Let me know if the problem persists after the upgrade, and if it does
send me the two files.
I'm also cc'ing this to the bioperl list because it is really a bioperl
problem, not a biosql-related one.
-hilmar
On Friday, July 2, 2004, at 03:16 AM, Andreas Henschel wrote:
> Hi Hilmar,
>
> Thanks for your reply. I was wondering if it is due to my patched
> bioperl 1.2.1?
> Hilmar Lapp wrote:
>
>> When you say the GO dbxrefs did not appear, how do you mean? Are you
>> referring to dbxrefs present in the source file but absent as
>> association rows in bioentry_dbxref?
>>
> Yes!
>
>> If you have a swissprot entry that has GO dbxrefs in the source file
>> but fails to have those associated in bioentry_dbxref, check whether
>> the Bio::Seq object that's coming from the parser has them as
>> annotation.
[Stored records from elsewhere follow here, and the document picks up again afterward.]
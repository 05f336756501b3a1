use super::highlight::render_code;
use clap::Parser;
use eyre::Result;
use itertools::Itertools;
use oru_cli::opts::GlobalOpts;
use oru_core::{Card, Catalog, Category, ContractRecord, TargetLibrary, generate_named};
use std::fmt::Write;
use yansi::Paint;

/// CLI arguments for `oru view`.
#[derive(Clone, Debug, Parser)]
pub struct ViewArgs {
    /// The id printed by `oru scan`.
    id: String,

    /// Which items to show.
    #[arg(long, short, default_value = "read", value_parser = parse_category)]
    category: Category,

    /// Only show items whose name contains this text, ignoring case.
    #[arg(long, short)]
    search: Option<String>,

    /// The library to generate snippets for: wagmi, ethers or viem.
    ///
    /// Defaults to the configured library.
    #[arg(long, short)]
    library: Option<String>,

    /// Show integration guidance instead of snippets.
    #[arg(long)]
    guide: bool,
}

impl ViewArgs {
    pub fn run(self, global: &GlobalOpts) -> Result<()> {
        let config = global.load_config()?;
        let record = super::load_record(&config, &self.id)?;
        let library = self.library.unwrap_or_else(|| config.library.id().to_string());
        let search = self.search.unwrap_or_default();

        let catalog = Catalog::new(&record.abi, &search);
        let mut out = header(&record, &library);
        let _ = writeln!(
            out,
            "\n\n{}\n",
            Category::ALL
                .iter()
                .map(|&category| {
                    let tab = format!("{category} ({})", catalog.count(category));
                    if category == self.category { tab.bold().to_string() } else { tab }
                })
                .format(" | ")
        );
        let _ = writeln!(out, "{}", self.category.title().bold());
        let _ = writeln!(out, "{}", self.category.description().dim());

        let items = catalog.get(self.category);
        if items.is_empty() {
            let _ = write!(out, "\nNo results");
        }
        for item in items {
            let card = Card::new(item);
            let _ = write!(out, "\n{}", card_header(&card));
            if self.guide {
                let _ = writeln!(out, "  {}", card.advisory);
            } else {
                let snippet = generate_named(&library, &record.address, item);
                let _ = writeln!(out, "{}", render_code(&snippet, config.line_numbers));
            }
        }

        println!("{}", out.trim_end());
        Ok(())
    }
}

fn parse_category(s: &str) -> Result<Category, String> {
    s.parse().map_err(|_| format!("unknown category `{s}`, expected read, write or events"))
}

fn header(record: &ContractRecord, library: &str) -> String {
    let library = match library.parse::<TargetLibrary>() {
        Ok(known) => known.display_name(),
        Err(_) => library,
    };
    format!(
        "{}\n  Address: {}\n  Network: {}\n  Library: {library}",
        record.name.bold(),
        record.address,
        record.network,
    )
}

fn card_header(card: &Card) -> String {
    let mut out = format!("{} [{}] {}\n", card.title.bold(), card.badge, card.mutability.dim());
    for param in &card.params {
        let _ = writeln!(out, "  {}: {}", param.name, param.ty.cyan());
    }
    let _ = writeln!(out, "  Provider: {} | Execution: {}", card.provider, card.execution);
    out
}
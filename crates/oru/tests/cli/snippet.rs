use crate::{USDT, scan_demo};
use oru_test_utils::{orutest, str};

// tests the snippet for a stored write function with ethers
orutest!(ethers_write_snippet, |_prj, cmd| {
    let id = scan_demo(&mut cmd);
    cmd.args(["snippet", "transfer", "--id", &id, "--library", "ethers"])
        .assert_success()
        .stdout_eq(str![[r#"
import { ethers } from 'ethers';

const provider = new ethers.BrowserProvider(window.ethereum);
const signer = await provider.getSigner();
const contract = new ethers.Contract('0xdAC17F958D2ee523a2206206994597C13D831ec7', ABI, signer);

// Calling transfer
const result = await contract.transfer("", "");

"#]]);
});

// tests that unknown libraries produce the unsupported comment
orutest!(unsupported_library, |_prj, cmd| {
    let id = scan_demo(&mut cmd);
    cmd.args(["snippet", "balanceOf", "--id", &id, "--library", "web3"])
        .assert_success()
        .stdout_eq(str![[r#"
// Framework snippet not supported

"#]]);
});

// tests snippets straight from an ABI file, using the configured library
orutest!(snippet_from_abi_file, |prj, cmd| {
    prj.create_file(
        "abi.json",
        r#"[{"type":"event","name":"Paused","inputs":[]},{"type":"function","name":"pause","inputs":[]}]"#,
    );
    prj.write_config("library = \"viem\"\n");

    let out = cmd.args(["snippet", "Paused", "--abi", "abi.json", "-a", USDT]).stdout_lossy();
    assert!(out.contains("client.watchContractEvent({"), "{out}");
    assert!(out.contains("eventName: 'Paused'"), "{out}");

    let out = cmd
        .fuse()
        .args(["snippet", "pause", "--abi", "abi.json", "-a", USDT])
        .env("ORU_LIBRARY", "wagmi")
        .stdout_lossy();
    assert!(out.contains("useWriteContract()"), "{out}");
    assert!(out.contains("args: [],"), "{out}");
});

// tests that a missing item is an error
orutest!(snippet_unknown_item, |_prj, cmd| {
    let id = scan_demo(&mut cmd);
    let assert = cmd.args(["snippet", "approve", "--id", &id]).assert_failure();
    let stderr = String::from_utf8_lossy(&assert.get_output().stderr).into_owned();
    assert!(stderr.contains("no function or event named `approve`"), "{stderr}");
});

// tests that errors are not snippet targets even when the name matches
orutest!(snippet_skips_errors, |prj, cmd| {
    prj.create_file(
        "abi.json",
        r#"[{"type":"error","name":"Unauthorized","inputs":[]},{"type":"modifier","name":"onlyOwner"}]"#,
    );
    let assert =
        cmd.args(["snippet", "Unauthorized", "--abi", "abi.json", "-a", USDT]).assert_failure();
    let stderr = String::from_utf8_lossy(&assert.get_output().stderr).into_owned();
    assert!(stderr.contains("no function or event named `Unauthorized`"), "{stderr}");
});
It would sound strange if some entries get the
>> associations whereas others don't.
>>
> Ok, here is what I did: I modified load_seqdatabase.pl to print out
> the annotions. I ran it, comparing two small flatfiles, both
> containing GO annotations (according to flatfile and swissprot
> website).
> For the first, the parser detected no GO annotation, where as the
> latter got it:
>
> $prompt> perl load_seqdatabase.pl --host dbserver --dbuser ah --dbname
> bioseqdb --namespace swissprot --format swiss --lookup --remove
> --testonly P53396.dat
>
> Annotation dblink stringified value Direct database link to X64330 in
> database EMBL
> Annotation dblink stringified value Direct database link to U18197 in
> database EMBL
> Annotation dblink stringified value Direct database link to BC006195
> in database EMBL
> Annotation dblink stringified value Direct database link to S21173 in
> database PIR
> Annotation dblink stringified value Direct database link to P07459 in
> database HSSP
> Annotation dblink stringified value Direct database link to HGNC:115
> in database Genew
> Annotation dblink stringified value Direct database link to P53396 in
> database GK
> Annotation dblink stringified value Direct database link to 108728 in
> database MIM
> Annotation dblink stringified value Direct database link to IPR002020
> in database InterPro
> Annotation dblink stringified value Direct database link to IPR003781
> in database InterPro
> Annotation dblink stringified value Direct database link to IPR005811
> in database InterPro
> Annotation dblink stringified value Direct database link to IPR005810
> in database InterPro
> Annotation dblink stringified value Direct database link to IPR005809
> in database InterPro
> Annotation dblink stringified value Direct database link to PF02629 in
> database Pfam
> Annotation dblink stringified value Direct database link to PF00549 in
> database Pfam
> Annotation dblink stringified value Direct database link to PS01216 in
> database PROSITE
> Annotation dblink stringified value Direct database link to PS00399 in
> database PROSITE
> Annotation dblink stringified value Direct database link to PS01217 in
> database PROSITE
>
> $prompt> perl load_seqdatabase.pl --host dbserver --dbuser ah --dbname
> bioseqdb --namespace swissprot --format swiss --lookup --remove
> --testonly Q15777.dat
> Loading Q15777.dat ...
>
> Annotation dblink stringified value Direct database link to U57911 in
> database EMBL
> Annotation dblink stringified value Direct database link to BC031582
> in database EMBL
> Annotation dblink stringified value Direct database link to HGNC:1180
> in database Genew
> Annotation dblink stringified value Direct database link to 600911 in
> database MIM
> Annotation dblink stringified value Direct database link to GO:0007399
> in database GO
> Annotation dblink stringified value Direct database link to IPR004843
> in database InterPro
> Annotation dblink stringified value Direct database link to PF00149 in
> database Pfam
>
>
> The corresponding DR entries in the two flat files are:
> P53396.dat:
> DR EMBL; X64330; CAA45614.1; -.
> DR EMBL; U18197; AAB60340.1; -.
> DR EMBL; BC006195; AAH06195.1; -.
> DR PIR; S21173; S21173.
> DR HSSP; P07459; 1JKJ.
> DR Genew; HGNC:115; ACLY.
> DR GK; P53396; -.
> DR MIM; 108728; -.
> DR GO; GO:0009346; C:citrate lyase complex; TAS.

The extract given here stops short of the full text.